Canova - Amore e Psiche
A Napoli, nel 1787, dove soggiornò per riposarsi dopo le fatiche provocategli dal monumento a Clemente XIV, Canova incontrò il colonnello John Campbell (poi Lord Cawdor) che gli commissionò il gruppo di «Amore e Psiche che si abbracciano». L’opera, una delle più importanti dell’artista, è esemplare per comprendere la sua interpretazione della classicità e per gli effetti di straordinaria bellezza ottenuti nel marmo.
Raffigura, secondo le parole dello stesso Canova «Amore e Psiche che si abbracciano: momento di azione cavato dalla favola di Apuleio». Il bacio d’amore rianima Psiche, svenuta per avere aperto, contro il divieto di Venere, il vaso che Proserpina le aveva consegnato nell’Ade.
Per la composizione Canova si sarebbe ispirato a un dipinto di Ercolano («Fauno e Baccante»); forse egli venne anche suggestionato da dipinti veneziani settecenteschi di soggetto erotico-mitologico. L’intreccio dei corpi, estremamente complesso, appare quasi prodigioso: il gruppo, per essere meglio ammirato, veniva fatto ruotare davanti agli osservatori poiché si riteneva non avesse un punto di vista privilegiato.
Nell’immagine d’insieme si coglie l’impianto geometrico nella contrapposizione dei copri: quello di Psiche è sdraiato, le braccia alzate, quello di Amore piegato, con una gamba tesa. Le due teste accostate sono il centro di due direttrici ad X che dominano la composizione: una linea diagonale, a destra, va dalla punta dell’ala a quella del piede; un’altra, a sinistra, parte sempre dall’ala, attraversa il busto di Psiche e si conclude nella piega del panneggio che ricopre il basamento. Lungo queste direttrici si dispongono le braccia della fanciulla e del giovane, l’inclinazione della testa di Amore.
Consapevole dell’alto risultato dell’opera, ammiratissima dai contemporanei, Canova faticò a distaccarsene e la inviò al committente qualche tempo dopo averla terminata.
Il lavoro venne eseguito con una particolare tecnica che lo scultore adoperò durante tutto il corso della sua carriera: egli faceva precedere la figura in marmo da un modello in gesso a grandezza naturale. L’artista, cioè, dopo i disegni preparatori, i bozzetti, modellava in creta e formava in gesso l’immagine.
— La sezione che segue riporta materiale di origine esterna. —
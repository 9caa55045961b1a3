use chrono::Utc;
use serde::Serialize;
use sqlx::sqlite::SqliteRow;
use sqlx::{SqliteConnection, SqlitePool};
use tradefy_common::commission::SaleAmounts;
use tradefy_common::error::{AppError, AppResult};
use tradefy_common::sale::{SaleAction, SaleStatus};
use tradefy_common::standing::{Promotion, SellerStanding};
use tradefy_common::types::{PaymentMethod, ProductStatus};

use super::column;
use super::user::record_completed_sale;
use crate::db::store_error;

const SALE_COLUMNS: &str = "id, product_id, seller_id, buyer_id, sale_price, commission_rate, \
     commission_amount, seller_earnings, payment_method, payment_reference, payment_confirmed, \
     status, created_at, updated_at, paid_at, completed_at";

#[derive(Debug, Clone, PartialEq, Serialize)]
pub struct SaleRecord {
    pub id: i64,
    pub product_id: i64,
    pub seller_id: i64,
    pub buyer_id: i64,
    pub sale_price: f64,
    /// Rate captured at checkout; never recomputed afterwards.
    pub commission_rate: f64,
    pub commission_amount: f64,
    pub seller_earnings: f64,
    pub payment_method: PaymentMethod,
    pub payment_reference: Option<String>,
    pub payment_confirmed: bool,
    pub status: SaleStatus,
    pub created_at: String,
    pub updated_at: String,
    pub paid_at: Option<String>,
    pub completed_at: Option<String>,
}

#[derive(Debug, Clone, PartialEq)]
pub struct NewSale {
    pub product_id: i64,
    pub seller_id: i64,
    pub buyer_id: i64,
    pub amounts: SaleAmounts,
    pub payment_method: PaymentMethod,
}

/// Outcome of a status change. `seller` is set only for deliveries.
#[derive(Debug, Clone, PartialEq)]
pub struct SaleTransition {
    pub previous: SaleStatus,
    pub sale: SaleRecord,
    pub seller: Option<SellerStanding>,
    pub promotion: Option<Promotion>,
}

#[derive(Clone)]
pub struct SaleStore {
    pool: SqlitePool,
}

impl SaleStore {
    pub fn new(pool: SqlitePool) -> Self {
        Self { pool }
    }

    /// Opens a pending sale. A product holds at most one open sale; the check
    /// and the insert are one statement, so racing checkouts cannot both win.
    pub async fn create(&self, sale: NewSale) -> AppResult<SaleRecord> {
        let now = Utc::now().to_rfc3339();
        let [pending, paid, shipped] = SaleStatus::OPEN;
        let result = sqlx::query(
            "INSERT INTO sales (product_id, seller_id, buyer_id, sale_price, commission_rate, \
             commission_amount, seller_earnings, payment_method, status, created_at, updated_at) \
             SELECT ?1, ?2, ?3, ?4, ?5, ?6, ?7, ?8, ?9, ?10, ?10 \
             WHERE NOT EXISTS (SELECT 1 FROM sales WHERE product_id = ?1 \
             AND status IN (?11, ?12, ?13))",
        )
        .bind(sale.product_id)
        .bind(sale.seller_id)
        .bind(sale.buyer_id)
        .bind(sale.amounts.sale_price)
        .bind(sale.amounts.commission_rate)
        .bind(sale.amounts.commission_amount)
        .bind(sale.amounts.seller_earnings)
        .bind(sale.payment_method.as_str())
        .bind(SaleStatus::Pending.as_str())
        .bind(&now)
        .bind(pending.as_str())
        .bind(paid.as_str())
        .bind(shipped.as_str())
        .execute(&self.pool)
        .await
        .map_err(|e| store_error("failed to create sale", e))?;

        if result.rows_affected() == 0 {
            return Err(AppError::Conflict(format!(
                "product {} already has an open sale",
                sale.product_id
            )));
        }

        self.get(result.last_insert_rowid())
            .await?
            .ok_or(AppError::NotFound)
    }

    pub async fn get(&self, id: i64) -> AppResult<Option<SaleRecord>> {
        let row = sqlx::query(&format!("SELECT {SALE_COLUMNS} FROM sales WHERE id = ?1"))
            .bind(id)
            .fetch_optional(&self.pool)
            .await
            .map_err(|e| store_error("failed to fetch sale", e))?;

        row.map(row_to_sale).transpose()
    }

    /// Sales where `user_id` is the buyer or the seller, newest first.
    pub async fn list_for_user(&self, user_id: i64) -> AppResult<Vec<SaleRecord>> {
        let rows = sqlx::query(&format!(
            "SELECT {SALE_COLUMNS} FROM sales WHERE buyer_id = ?1 OR seller_id = ?1 \
             ORDER BY id DESC"
        ))
        .bind(user_id)
        .fetch_all(&self.pool)
        .await
        .map_err(|e| store_error("failed to list sales", e))?;

        rows.into_iter().map(row_to_sale).collect()
    }

    /// Applies `action` to the sale in one transaction.
    ///
    /// The status write is conditional on the status read at the start, so of
    /// two racing requests only one succeeds and the other gets `Conflict`. A
    /// delivery also credits the seller and marks the product sold before the
    /// transaction commits.
    pub async fn apply_action(
        &self,
        id: i64,
        action: SaleAction,
        payment_reference: Option<&str>,
    ) -> AppResult<SaleTransition> {
        let mut tx = self
            .pool
            .begin()
            .await
            .map_err(|e| store_error("failed to begin transaction", e))?;

        let now = Utc::now().to_rfc3339();
        // Write first so the transaction owns the database write lock before the
        // status is read; a racing request waits here instead of deadlocking on
        // lock upgrade.
        let touched = sqlx::query("UPDATE sales SET updated_at = ?1 WHERE id = ?2")
            .bind(&now)
            .bind(id)
            .execute(&mut *tx)
            .await
            .map_err(|e| store_error("failed to lock sale", e))?;
        if touched.rows_affected() == 0 {
            return Err(AppError::NotFound);
        }

        let current = fetch_sale(&mut tx, id).await?.ok_or(AppError::NotFound)?;
        let next = current.status.apply(action)?;

        let query = match action {
            SaleAction::ConfirmPayment => sqlx::query(
                "UPDATE sales SET status = ?1, payment_confirmed = 1, payment_reference = ?2, \
                 paid_at = ?3, updated_at = ?3 WHERE id = ?4 AND status = ?5",
            )
            .bind(next.as_str())
            .bind(payment_reference),
            SaleAction::Deliver => sqlx::query(
                "UPDATE sales SET status = ?1, completed_at = ?2, updated_at = ?2 \
                 WHERE id = ?3 AND status = ?4",
            )
            .bind(next.as_str()),
            SaleAction::Ship | SaleAction::Cancel | SaleAction::Refund => sqlx::query(
                "UPDATE sales SET status = ?1, updated_at = ?2 WHERE id = ?3 AND status = ?4",
            )
            .bind(next.as_str()),
        };

        let result = query
            .bind(&now)
            .bind(id)
            .bind(current.status.as_str())
            .execute(&mut *tx)
            .await
            .map_err(|e| store_error("failed to update sale status", e))?;
        if result.rows_affected() == 0 {
            return Err(AppError::Conflict(format!(
                "sale {id} changed status concurrently"
            )));
        }

        let (seller, promotion) = if action == SaleAction::Deliver {
            let (standing, promotion) =
                record_completed_sale(&mut tx, current.seller_id, current.seller_earnings).await?;

            let marked = sqlx::query(
                "UPDATE products SET status = ?1, updated_at = ?2 WHERE id = ?3 AND status != ?1",
            )
            .bind(ProductStatus::Sold.as_str())
            .bind(&now)
            .bind(current.product_id)
            .execute(&mut *tx)
            .await
            .map_err(|e| store_error("failed to mark product sold", e))?;
            // dropping `tx` rolls the seller credit back
            if marked.rows_affected() == 0 {
                return Err(AppError::Conflict(format!(
                    "product {} is already sold",
                    current.product_id
                )));
            }

            (Some(standing), promotion)
        } else {
            (None, None)
        };

        let sale = fetch_sale(&mut tx, id).await?.ok_or(AppError::NotFound)?;
        tx.commit()
            .await
            .map_err(|e| store_error("failed to commit sale transition", e))?;

        Ok(SaleTransition {
            previous: current.status,
            sale,
            seller,
            promotion,
        })
    }
}

async fn fetch_sale(conn: &mut SqliteConnection, id: i64) -> AppResult<Option<SaleRecord>> {
    let row = sqlx::query(&format!("SELECT {SALE_COLUMNS} FROM sales WHERE id = ?1"))
        .bind(id)
        .fetch_optional(&mut *conn)
        .await
        .map_err(|e| store_error("failed to fetch sale", e))?;

    row.map(row_to_sale).transpose()
}

fn row_to_sale(row: SqliteRow) -> AppResult<SaleRecord> {
    let payment_method: String = column(&row, "payment_method")?;
    let status: String = column(&row, "status")?;

    Ok(SaleRecord {
        id: column(&row, "id")?,
        product_id: column(&row, "product_id")?,
        seller_id: column(&row, "seller_id")?,
        buyer_id: column(&row, "buyer_id")?,
        sale_price: column(&row, "sale_price")?,
        commission_rate: column(&row, "commission_rate")?,
        commission_amount: column(&row, "commission_amount")?,
        seller_earnings: column(&row, "seller_earnings")?,
        payment_method: payment_method
            .parse()
            .map_err(|e| AppError::External(format!("invalid stored payment method: {e}")))?,
        payment_reference: column(&row, "payment_reference")?,
        payment_confirmed: column(&row, "payment_confirmed")?,
        status: status
            .parse()
            .map_err(|e| AppError::External(format!("invalid stored sale status: {e}")))?,
        created_at: column(&row, "created_at")?,
        updated_at: column(&row, "updated_at")?,
        paid_at: column(&row, "paid_at")?,
        completed_at: column(&row, "completed_at")?,
    })
}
Il calco, con un complesso sistema di «punti», veniva tradotto in marmo dagli assistenti che fermavano il loro intervento solo quando pochi strati di materia separavano la figura dallo stadio definitivo. Iniziava così la fase finale e più delicata che vedeva l’artista, solo, davanti all’opera; gli ultimi strati venivano tolti lentamente, con un lavoro di mesi: l’artista definiva le superfici, incideva gli incavi, studiava i passaggi chiaroscurali, attendeva alla levigatura.
Una testimonianza del tempo descrive lo studio di Canova come un officina laboriosa in cui, nella prima sala, uomini e donne eleganti ammiravano, su una piattaforma girevole, l’ultimo capolavoro dell’artista e nelle altre seguivano il lavoro dei numerosi collaboratori. Ma il maestro si mostrava raramente: chiuso in una stanza con la statua del momento, dalla quale non si staccava per lunghe ore, incurante dei visitatori che accorrevano da ogni parte d’Europa, dava forma definitiva alla sua opera, ricercando l’armonia degli antichi.
Ma sarebbe sbagliato affermare che Canova sia stato un imitatore della classicità: egli era innamorato delle opere d’arte greche e romane, ma perseguiva la «sua» visione d’artista, in cui armonia, eleganza, grazia, finezza, convivono in un particolare equilibrio. La ricerca dello scultore comprendeva l’obiettivo di realizzare nel marmo la morbidezza e il calore della carne viva. «Le opere di Fidia sono vera carne, cioè la bella natura» diceva davanti ai rilievi del Partenone, portati a Londra in quegli anni da Lord Elgin.
Il particolare mostra infatti come il corpo di Psiche sia morbido e tenero: le belle braccia sembrano davvero di carne viva. I gesti sono armoniosi: espressivi soprattutto quelli di Psiche che alza le braccia per accogliere il bacio e di Amore che con la mano le sorregge la testa.